» The problem
Copy out each line of the listing below where the string "core" appears.

» Data section
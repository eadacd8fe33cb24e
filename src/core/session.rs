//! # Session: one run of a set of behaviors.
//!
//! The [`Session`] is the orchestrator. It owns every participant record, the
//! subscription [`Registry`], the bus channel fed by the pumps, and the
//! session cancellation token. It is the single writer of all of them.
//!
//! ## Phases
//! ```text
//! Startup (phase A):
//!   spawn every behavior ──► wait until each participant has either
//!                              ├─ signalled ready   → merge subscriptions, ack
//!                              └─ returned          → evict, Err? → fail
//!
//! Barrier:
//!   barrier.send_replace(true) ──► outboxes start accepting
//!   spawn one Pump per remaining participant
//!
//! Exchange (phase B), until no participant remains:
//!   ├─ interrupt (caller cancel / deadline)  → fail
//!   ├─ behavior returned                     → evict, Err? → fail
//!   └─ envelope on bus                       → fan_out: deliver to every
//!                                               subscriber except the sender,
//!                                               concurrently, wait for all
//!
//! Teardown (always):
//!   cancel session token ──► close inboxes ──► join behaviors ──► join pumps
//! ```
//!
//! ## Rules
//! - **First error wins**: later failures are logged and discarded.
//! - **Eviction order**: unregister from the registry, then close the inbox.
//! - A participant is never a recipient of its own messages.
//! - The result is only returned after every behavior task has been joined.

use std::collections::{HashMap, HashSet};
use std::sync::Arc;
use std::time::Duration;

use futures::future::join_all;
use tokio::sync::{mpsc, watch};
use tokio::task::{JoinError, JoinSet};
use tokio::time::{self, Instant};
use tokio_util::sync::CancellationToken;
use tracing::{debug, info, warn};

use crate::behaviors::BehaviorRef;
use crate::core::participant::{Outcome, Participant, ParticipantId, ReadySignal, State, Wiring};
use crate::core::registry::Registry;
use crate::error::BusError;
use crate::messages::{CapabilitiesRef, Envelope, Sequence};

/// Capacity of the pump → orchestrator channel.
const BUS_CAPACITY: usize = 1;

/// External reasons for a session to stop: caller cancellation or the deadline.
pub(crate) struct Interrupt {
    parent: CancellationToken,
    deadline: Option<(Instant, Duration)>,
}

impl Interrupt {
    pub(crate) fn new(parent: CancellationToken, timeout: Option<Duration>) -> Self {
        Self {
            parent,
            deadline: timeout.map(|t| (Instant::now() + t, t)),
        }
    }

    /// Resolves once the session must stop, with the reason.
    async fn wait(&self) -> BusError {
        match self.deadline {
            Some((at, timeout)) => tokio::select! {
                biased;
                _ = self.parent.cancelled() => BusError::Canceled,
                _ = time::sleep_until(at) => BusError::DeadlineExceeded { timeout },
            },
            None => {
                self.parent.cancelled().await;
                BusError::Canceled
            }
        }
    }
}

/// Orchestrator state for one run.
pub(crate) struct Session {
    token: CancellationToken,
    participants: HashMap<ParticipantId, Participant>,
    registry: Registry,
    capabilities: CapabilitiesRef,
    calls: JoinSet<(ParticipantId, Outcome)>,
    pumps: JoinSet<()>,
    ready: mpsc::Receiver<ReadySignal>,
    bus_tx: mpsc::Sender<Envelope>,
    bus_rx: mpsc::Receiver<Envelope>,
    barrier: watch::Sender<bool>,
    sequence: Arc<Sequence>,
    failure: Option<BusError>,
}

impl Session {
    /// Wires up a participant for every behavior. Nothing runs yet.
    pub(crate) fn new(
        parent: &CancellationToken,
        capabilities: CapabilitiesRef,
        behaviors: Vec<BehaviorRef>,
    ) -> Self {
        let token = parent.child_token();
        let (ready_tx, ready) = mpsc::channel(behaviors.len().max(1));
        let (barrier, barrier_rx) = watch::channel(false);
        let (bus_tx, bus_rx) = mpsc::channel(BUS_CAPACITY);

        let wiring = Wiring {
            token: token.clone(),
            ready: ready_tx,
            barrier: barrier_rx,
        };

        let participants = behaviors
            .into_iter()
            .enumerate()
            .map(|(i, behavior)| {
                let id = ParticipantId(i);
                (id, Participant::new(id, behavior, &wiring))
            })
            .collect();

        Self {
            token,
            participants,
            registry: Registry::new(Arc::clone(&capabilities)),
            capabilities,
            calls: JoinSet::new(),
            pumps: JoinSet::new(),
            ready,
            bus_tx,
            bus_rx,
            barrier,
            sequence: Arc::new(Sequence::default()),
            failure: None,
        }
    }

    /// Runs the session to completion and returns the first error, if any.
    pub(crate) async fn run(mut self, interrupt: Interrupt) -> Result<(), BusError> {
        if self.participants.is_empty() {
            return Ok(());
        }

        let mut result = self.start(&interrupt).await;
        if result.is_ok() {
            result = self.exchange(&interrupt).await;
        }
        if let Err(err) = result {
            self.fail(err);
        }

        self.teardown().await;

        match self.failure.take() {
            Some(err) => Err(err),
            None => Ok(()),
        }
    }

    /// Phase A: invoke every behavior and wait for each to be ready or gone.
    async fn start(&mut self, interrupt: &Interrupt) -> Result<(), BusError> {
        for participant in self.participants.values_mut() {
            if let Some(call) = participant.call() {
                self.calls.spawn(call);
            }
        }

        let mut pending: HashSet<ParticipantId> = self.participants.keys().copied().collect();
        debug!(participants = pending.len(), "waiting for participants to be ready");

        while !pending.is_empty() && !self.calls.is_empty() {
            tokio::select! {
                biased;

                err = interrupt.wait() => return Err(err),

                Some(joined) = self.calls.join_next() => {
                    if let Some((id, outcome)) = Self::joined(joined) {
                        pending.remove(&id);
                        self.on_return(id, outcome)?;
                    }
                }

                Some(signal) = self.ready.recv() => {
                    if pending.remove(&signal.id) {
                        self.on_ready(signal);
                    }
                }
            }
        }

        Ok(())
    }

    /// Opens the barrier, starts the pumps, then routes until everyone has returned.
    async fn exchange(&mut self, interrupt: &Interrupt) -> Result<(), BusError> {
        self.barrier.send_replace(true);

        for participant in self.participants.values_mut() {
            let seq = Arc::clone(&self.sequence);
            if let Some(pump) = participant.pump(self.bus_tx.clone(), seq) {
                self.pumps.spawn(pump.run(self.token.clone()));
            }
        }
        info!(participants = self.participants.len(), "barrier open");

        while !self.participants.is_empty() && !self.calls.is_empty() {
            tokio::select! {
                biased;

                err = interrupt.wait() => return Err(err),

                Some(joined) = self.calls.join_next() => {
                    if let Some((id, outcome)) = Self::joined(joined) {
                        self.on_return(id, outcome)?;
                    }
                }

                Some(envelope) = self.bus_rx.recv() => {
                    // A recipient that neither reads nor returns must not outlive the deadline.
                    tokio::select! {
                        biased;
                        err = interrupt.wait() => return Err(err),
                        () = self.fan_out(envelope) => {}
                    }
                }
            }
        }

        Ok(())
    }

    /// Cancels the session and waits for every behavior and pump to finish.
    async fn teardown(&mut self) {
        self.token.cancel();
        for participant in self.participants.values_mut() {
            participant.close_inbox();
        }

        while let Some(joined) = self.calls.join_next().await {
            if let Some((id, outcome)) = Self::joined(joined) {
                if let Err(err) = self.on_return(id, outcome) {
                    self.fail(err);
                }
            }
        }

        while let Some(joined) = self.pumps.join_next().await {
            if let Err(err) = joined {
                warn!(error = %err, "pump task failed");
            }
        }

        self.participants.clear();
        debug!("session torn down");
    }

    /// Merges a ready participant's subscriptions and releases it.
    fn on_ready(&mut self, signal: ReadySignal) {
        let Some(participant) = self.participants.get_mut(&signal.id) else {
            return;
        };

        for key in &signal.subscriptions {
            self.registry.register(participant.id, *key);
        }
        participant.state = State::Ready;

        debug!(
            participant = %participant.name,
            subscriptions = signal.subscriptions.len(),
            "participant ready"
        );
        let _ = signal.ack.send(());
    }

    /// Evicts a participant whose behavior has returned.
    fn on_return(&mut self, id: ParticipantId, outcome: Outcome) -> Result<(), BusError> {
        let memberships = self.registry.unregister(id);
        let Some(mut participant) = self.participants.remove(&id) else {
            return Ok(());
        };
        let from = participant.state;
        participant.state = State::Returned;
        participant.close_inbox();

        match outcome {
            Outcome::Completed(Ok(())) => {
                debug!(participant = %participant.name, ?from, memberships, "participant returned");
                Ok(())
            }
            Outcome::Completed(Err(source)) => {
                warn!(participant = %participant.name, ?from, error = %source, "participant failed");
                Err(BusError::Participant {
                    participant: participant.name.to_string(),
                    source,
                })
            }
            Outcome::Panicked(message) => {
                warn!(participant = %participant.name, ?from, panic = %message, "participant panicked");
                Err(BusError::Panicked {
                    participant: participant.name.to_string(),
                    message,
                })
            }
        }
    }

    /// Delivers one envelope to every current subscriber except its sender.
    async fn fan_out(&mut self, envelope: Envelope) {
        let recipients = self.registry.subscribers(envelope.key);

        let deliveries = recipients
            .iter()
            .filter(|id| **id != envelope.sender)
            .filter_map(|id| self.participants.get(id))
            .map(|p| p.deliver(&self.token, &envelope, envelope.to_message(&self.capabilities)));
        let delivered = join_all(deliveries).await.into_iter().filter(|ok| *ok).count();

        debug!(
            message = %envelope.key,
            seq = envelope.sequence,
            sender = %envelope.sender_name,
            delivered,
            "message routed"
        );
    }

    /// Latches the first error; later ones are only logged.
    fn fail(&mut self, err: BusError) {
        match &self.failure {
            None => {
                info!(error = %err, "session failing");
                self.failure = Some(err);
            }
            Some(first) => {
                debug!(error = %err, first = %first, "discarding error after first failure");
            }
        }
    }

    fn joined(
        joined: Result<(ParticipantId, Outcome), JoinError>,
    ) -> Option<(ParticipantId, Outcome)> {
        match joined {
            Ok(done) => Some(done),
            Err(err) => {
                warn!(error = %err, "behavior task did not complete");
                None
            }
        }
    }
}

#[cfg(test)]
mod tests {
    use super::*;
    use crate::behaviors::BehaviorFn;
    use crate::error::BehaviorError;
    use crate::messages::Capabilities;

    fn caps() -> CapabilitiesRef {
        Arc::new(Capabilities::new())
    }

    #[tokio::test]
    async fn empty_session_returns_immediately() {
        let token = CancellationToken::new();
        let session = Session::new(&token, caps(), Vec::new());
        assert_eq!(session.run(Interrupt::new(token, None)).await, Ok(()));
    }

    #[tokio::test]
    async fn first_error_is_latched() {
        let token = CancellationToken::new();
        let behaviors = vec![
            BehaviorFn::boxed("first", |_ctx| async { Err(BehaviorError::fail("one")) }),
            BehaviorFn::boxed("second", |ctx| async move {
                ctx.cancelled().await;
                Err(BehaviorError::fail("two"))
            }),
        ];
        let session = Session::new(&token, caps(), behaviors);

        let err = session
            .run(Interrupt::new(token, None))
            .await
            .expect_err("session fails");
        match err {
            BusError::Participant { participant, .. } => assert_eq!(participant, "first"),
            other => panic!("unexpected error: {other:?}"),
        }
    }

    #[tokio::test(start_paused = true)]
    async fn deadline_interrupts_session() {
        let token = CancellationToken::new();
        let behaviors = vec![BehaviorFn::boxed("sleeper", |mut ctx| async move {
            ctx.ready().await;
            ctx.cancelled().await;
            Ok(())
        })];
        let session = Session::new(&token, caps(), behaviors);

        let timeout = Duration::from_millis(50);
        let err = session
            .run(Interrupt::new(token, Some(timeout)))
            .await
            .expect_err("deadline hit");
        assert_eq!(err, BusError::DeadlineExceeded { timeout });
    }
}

» Completed task
filename src/core/session.rs
use crate::core::participant::{Outcome, Participant, ParticipantId, ReadySignal, State, Wiring};
use crate::core::registry::Registry;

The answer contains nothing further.